Supplied records: Begin

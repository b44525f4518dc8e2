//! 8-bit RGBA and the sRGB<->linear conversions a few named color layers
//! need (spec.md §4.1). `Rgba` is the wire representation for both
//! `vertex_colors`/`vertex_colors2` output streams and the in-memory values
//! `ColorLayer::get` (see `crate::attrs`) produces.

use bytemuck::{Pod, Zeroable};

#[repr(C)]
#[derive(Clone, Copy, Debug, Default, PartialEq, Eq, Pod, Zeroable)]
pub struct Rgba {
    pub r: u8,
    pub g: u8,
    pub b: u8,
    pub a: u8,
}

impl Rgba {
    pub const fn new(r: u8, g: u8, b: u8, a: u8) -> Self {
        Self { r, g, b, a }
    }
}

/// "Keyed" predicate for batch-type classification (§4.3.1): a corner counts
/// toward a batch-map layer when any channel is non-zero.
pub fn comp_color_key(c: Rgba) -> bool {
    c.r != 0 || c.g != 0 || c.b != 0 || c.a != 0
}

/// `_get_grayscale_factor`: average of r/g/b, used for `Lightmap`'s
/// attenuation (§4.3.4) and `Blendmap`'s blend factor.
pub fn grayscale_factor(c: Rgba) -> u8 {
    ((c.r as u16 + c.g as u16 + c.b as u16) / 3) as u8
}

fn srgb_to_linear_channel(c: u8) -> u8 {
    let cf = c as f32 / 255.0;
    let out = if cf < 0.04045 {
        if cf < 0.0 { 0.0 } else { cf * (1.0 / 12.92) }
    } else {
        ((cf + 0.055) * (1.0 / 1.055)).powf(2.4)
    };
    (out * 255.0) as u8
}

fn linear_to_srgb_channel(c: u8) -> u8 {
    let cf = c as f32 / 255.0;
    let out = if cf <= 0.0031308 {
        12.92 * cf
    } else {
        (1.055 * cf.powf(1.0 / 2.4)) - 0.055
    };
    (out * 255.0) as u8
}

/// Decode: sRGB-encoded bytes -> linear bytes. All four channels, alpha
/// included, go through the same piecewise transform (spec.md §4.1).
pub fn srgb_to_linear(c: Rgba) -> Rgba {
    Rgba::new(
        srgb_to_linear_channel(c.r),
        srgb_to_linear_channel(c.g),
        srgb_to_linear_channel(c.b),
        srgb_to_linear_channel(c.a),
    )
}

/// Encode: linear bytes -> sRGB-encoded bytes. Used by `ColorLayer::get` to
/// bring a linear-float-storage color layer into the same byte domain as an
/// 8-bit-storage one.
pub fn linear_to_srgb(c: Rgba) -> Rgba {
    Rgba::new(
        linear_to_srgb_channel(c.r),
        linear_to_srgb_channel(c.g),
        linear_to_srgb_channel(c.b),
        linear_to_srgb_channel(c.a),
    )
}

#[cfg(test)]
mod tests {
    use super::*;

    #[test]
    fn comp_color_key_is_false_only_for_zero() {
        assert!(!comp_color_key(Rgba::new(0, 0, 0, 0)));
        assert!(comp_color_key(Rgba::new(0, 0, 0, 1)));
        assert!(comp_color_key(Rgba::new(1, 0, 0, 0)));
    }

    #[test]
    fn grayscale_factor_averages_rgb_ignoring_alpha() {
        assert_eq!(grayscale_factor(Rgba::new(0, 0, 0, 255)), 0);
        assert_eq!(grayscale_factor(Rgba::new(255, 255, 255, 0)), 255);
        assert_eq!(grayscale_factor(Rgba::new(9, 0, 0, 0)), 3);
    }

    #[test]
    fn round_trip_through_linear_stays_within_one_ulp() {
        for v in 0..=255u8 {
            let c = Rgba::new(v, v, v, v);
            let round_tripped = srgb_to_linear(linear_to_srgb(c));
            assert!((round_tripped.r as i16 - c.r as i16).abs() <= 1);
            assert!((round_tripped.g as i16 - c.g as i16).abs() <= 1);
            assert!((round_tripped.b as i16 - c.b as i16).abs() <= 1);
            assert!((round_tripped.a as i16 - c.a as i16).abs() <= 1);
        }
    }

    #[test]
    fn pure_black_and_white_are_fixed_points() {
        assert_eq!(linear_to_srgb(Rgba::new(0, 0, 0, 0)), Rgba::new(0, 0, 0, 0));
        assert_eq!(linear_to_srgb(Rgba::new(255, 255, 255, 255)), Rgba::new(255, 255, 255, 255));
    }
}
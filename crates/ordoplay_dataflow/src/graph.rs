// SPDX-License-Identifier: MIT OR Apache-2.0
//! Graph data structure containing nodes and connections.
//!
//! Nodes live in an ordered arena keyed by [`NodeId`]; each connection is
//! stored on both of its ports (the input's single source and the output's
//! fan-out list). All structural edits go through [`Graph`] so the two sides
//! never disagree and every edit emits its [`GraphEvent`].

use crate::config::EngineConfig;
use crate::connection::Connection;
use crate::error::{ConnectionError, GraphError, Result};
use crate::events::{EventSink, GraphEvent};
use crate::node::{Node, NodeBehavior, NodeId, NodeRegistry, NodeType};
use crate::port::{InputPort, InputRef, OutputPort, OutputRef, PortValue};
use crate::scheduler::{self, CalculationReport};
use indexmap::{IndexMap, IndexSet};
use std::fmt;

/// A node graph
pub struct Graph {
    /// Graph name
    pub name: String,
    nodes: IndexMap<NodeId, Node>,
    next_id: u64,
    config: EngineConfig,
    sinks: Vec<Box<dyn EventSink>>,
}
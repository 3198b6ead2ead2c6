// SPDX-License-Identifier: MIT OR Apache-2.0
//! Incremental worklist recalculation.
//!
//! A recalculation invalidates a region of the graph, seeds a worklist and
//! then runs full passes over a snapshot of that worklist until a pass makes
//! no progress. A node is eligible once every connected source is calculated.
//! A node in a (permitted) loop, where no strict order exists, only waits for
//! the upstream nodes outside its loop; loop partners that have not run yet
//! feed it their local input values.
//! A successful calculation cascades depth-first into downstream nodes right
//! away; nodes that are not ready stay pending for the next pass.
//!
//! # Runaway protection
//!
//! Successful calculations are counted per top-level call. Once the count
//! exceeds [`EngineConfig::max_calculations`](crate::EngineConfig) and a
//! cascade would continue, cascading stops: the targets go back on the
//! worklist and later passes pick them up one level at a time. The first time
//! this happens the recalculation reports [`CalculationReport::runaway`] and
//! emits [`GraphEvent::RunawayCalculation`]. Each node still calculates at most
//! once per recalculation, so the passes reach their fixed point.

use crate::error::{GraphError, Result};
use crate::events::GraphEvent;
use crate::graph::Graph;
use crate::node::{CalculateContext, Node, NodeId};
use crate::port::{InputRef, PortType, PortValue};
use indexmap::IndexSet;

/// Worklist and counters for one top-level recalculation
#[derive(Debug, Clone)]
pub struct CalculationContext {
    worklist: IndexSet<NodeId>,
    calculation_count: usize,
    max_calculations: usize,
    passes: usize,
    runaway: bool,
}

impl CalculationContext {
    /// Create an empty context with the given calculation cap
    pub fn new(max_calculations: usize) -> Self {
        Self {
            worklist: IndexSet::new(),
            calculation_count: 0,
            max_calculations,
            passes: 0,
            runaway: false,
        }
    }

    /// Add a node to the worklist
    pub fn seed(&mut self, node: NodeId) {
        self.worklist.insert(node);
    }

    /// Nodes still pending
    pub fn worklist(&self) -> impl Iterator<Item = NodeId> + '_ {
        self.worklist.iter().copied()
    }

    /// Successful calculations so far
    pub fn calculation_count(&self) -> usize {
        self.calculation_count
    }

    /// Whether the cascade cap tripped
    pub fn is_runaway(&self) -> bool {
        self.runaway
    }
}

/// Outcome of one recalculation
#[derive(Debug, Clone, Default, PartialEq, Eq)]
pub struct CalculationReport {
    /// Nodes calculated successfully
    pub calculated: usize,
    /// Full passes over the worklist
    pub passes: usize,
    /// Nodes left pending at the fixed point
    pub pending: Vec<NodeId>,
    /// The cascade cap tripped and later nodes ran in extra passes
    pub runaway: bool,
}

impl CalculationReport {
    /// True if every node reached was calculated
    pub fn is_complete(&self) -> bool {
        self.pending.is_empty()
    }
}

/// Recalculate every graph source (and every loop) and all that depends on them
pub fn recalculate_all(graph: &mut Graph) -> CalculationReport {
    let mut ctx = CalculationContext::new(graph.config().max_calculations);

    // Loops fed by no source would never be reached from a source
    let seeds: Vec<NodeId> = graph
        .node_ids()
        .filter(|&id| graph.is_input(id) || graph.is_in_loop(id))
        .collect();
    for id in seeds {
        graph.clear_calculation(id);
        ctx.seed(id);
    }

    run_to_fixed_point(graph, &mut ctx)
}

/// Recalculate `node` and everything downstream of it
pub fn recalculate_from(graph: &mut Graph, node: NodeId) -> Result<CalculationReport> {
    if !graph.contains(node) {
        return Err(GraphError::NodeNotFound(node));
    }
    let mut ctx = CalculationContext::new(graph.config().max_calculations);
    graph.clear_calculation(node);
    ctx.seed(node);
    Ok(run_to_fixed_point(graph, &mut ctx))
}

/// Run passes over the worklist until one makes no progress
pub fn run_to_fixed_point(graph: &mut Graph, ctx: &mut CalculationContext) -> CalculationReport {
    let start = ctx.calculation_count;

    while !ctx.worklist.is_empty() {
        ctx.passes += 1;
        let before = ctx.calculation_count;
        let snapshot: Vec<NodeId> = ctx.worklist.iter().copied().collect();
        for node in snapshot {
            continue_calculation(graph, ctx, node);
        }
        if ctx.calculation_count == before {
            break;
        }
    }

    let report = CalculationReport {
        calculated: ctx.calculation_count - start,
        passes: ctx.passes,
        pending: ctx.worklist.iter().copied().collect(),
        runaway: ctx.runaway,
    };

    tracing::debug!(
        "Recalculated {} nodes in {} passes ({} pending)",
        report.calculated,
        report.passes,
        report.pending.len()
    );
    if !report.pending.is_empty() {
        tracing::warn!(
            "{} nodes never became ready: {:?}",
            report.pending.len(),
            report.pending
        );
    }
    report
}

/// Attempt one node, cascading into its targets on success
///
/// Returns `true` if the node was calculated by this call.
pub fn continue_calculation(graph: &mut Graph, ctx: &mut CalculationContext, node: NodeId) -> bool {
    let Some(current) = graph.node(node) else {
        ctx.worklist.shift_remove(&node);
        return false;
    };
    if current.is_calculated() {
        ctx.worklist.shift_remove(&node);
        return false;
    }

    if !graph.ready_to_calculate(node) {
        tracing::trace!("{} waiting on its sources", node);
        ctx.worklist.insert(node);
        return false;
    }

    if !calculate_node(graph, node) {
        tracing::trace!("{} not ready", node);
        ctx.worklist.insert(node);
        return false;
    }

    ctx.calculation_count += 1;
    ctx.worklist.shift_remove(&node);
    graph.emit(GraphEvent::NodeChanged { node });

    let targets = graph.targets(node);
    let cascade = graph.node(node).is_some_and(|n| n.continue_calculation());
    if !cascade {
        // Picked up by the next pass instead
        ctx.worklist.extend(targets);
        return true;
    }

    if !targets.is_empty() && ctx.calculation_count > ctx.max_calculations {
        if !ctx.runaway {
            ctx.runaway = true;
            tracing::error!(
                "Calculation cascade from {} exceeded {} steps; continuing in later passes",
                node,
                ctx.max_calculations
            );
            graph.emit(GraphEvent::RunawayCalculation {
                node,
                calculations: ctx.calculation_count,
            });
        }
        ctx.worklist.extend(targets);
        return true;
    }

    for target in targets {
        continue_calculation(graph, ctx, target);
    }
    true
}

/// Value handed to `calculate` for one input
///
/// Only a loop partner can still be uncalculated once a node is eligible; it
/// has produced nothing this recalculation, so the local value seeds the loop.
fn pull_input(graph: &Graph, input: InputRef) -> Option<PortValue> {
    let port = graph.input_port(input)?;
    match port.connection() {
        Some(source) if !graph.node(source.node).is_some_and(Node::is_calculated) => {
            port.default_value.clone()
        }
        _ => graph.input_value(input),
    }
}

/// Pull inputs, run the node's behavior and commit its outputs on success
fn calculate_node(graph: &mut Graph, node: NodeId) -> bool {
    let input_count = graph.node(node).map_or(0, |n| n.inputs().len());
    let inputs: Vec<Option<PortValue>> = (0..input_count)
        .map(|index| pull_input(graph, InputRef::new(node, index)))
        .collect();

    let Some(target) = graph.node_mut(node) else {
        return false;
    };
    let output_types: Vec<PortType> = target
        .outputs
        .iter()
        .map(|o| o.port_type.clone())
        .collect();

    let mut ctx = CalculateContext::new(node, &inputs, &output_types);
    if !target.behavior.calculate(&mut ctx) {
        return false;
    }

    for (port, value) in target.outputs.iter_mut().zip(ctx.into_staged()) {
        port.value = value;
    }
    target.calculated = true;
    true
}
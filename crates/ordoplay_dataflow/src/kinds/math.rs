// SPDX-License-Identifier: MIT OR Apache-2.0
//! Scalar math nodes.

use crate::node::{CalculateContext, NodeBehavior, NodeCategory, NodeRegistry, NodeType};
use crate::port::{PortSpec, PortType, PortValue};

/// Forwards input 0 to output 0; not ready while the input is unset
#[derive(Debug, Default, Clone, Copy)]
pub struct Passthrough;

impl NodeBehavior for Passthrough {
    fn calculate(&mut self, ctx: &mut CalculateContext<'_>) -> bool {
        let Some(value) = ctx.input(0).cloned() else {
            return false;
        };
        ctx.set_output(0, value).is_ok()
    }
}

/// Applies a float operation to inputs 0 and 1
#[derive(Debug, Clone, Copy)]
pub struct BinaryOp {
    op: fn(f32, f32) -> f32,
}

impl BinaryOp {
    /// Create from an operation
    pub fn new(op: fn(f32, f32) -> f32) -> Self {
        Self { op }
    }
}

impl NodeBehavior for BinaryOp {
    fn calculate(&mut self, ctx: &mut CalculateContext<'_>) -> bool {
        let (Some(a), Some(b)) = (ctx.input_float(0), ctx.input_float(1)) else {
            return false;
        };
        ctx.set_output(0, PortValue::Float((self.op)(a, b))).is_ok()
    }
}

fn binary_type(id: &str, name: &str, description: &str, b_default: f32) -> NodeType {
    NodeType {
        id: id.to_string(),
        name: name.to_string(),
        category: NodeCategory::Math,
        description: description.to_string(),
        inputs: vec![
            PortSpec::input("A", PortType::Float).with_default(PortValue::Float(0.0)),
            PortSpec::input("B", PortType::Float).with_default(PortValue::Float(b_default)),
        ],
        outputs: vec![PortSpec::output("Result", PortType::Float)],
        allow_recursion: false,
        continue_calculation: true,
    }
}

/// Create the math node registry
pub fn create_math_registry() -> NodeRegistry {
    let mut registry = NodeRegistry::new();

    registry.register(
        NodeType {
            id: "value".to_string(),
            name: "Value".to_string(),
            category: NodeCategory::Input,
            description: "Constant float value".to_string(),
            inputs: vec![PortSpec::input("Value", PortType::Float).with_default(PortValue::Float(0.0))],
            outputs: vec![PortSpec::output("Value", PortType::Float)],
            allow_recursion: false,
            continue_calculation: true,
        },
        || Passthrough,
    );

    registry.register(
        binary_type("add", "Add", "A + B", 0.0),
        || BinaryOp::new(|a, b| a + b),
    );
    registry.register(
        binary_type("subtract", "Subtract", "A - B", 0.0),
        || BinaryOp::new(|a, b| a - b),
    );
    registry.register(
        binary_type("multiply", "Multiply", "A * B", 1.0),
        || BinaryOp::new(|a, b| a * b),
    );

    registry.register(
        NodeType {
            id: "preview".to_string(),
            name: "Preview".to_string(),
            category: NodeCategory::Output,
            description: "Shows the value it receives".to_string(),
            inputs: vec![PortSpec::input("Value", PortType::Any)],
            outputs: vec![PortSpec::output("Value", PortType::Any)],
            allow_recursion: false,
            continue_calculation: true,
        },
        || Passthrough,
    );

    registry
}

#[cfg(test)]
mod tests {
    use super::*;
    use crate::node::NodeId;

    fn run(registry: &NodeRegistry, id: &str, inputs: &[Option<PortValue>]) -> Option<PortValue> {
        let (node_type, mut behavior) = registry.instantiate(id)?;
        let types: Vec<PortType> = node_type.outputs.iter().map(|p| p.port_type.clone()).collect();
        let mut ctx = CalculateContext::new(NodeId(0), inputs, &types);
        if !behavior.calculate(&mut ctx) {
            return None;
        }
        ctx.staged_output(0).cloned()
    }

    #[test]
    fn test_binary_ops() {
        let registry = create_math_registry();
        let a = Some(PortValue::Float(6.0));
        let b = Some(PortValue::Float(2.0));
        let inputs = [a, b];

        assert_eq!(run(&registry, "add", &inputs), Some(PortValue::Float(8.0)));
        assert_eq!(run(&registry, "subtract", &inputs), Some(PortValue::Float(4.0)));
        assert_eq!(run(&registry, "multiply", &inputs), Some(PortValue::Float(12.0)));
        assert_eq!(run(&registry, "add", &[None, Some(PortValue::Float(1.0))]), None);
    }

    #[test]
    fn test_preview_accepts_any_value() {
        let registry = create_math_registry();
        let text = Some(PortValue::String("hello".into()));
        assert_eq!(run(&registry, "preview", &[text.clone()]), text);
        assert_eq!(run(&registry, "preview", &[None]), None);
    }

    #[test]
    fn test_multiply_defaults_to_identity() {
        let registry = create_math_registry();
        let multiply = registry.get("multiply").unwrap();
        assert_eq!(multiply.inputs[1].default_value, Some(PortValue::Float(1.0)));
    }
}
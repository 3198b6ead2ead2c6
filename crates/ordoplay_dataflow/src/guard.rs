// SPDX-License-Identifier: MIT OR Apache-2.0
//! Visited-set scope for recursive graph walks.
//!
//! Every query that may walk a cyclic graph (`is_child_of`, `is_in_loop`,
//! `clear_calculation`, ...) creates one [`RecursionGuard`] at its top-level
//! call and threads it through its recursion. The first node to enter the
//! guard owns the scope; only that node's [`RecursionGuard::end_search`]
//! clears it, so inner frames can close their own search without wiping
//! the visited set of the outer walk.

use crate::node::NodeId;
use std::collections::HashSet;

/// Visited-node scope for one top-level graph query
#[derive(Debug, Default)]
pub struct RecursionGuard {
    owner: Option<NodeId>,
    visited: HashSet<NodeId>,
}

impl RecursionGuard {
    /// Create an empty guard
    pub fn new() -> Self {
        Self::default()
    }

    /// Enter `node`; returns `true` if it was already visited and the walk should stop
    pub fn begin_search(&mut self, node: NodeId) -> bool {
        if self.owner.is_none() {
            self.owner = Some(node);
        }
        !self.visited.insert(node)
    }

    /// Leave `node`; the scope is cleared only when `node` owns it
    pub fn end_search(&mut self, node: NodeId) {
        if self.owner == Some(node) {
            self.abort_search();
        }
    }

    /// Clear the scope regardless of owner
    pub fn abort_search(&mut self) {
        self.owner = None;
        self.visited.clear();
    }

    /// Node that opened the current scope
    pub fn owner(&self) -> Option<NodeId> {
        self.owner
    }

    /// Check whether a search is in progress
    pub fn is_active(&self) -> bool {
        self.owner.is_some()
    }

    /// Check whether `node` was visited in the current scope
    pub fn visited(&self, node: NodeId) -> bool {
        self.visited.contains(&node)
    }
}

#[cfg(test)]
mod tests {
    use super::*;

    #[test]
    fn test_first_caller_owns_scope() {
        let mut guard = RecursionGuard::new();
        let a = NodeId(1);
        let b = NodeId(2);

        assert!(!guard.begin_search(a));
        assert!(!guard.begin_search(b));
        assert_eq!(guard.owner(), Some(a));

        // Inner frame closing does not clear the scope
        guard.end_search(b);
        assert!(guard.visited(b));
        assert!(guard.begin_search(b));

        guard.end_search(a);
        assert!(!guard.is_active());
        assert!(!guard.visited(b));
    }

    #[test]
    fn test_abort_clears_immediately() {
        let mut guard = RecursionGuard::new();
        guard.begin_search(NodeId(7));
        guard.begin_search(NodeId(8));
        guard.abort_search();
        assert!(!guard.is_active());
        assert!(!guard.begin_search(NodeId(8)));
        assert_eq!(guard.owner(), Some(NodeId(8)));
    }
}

Supplied records: End

> _Task instructions_: Give the number of lines in the data above that include the word "RunawayCalculation", with no other words.

> _Answer space_: 2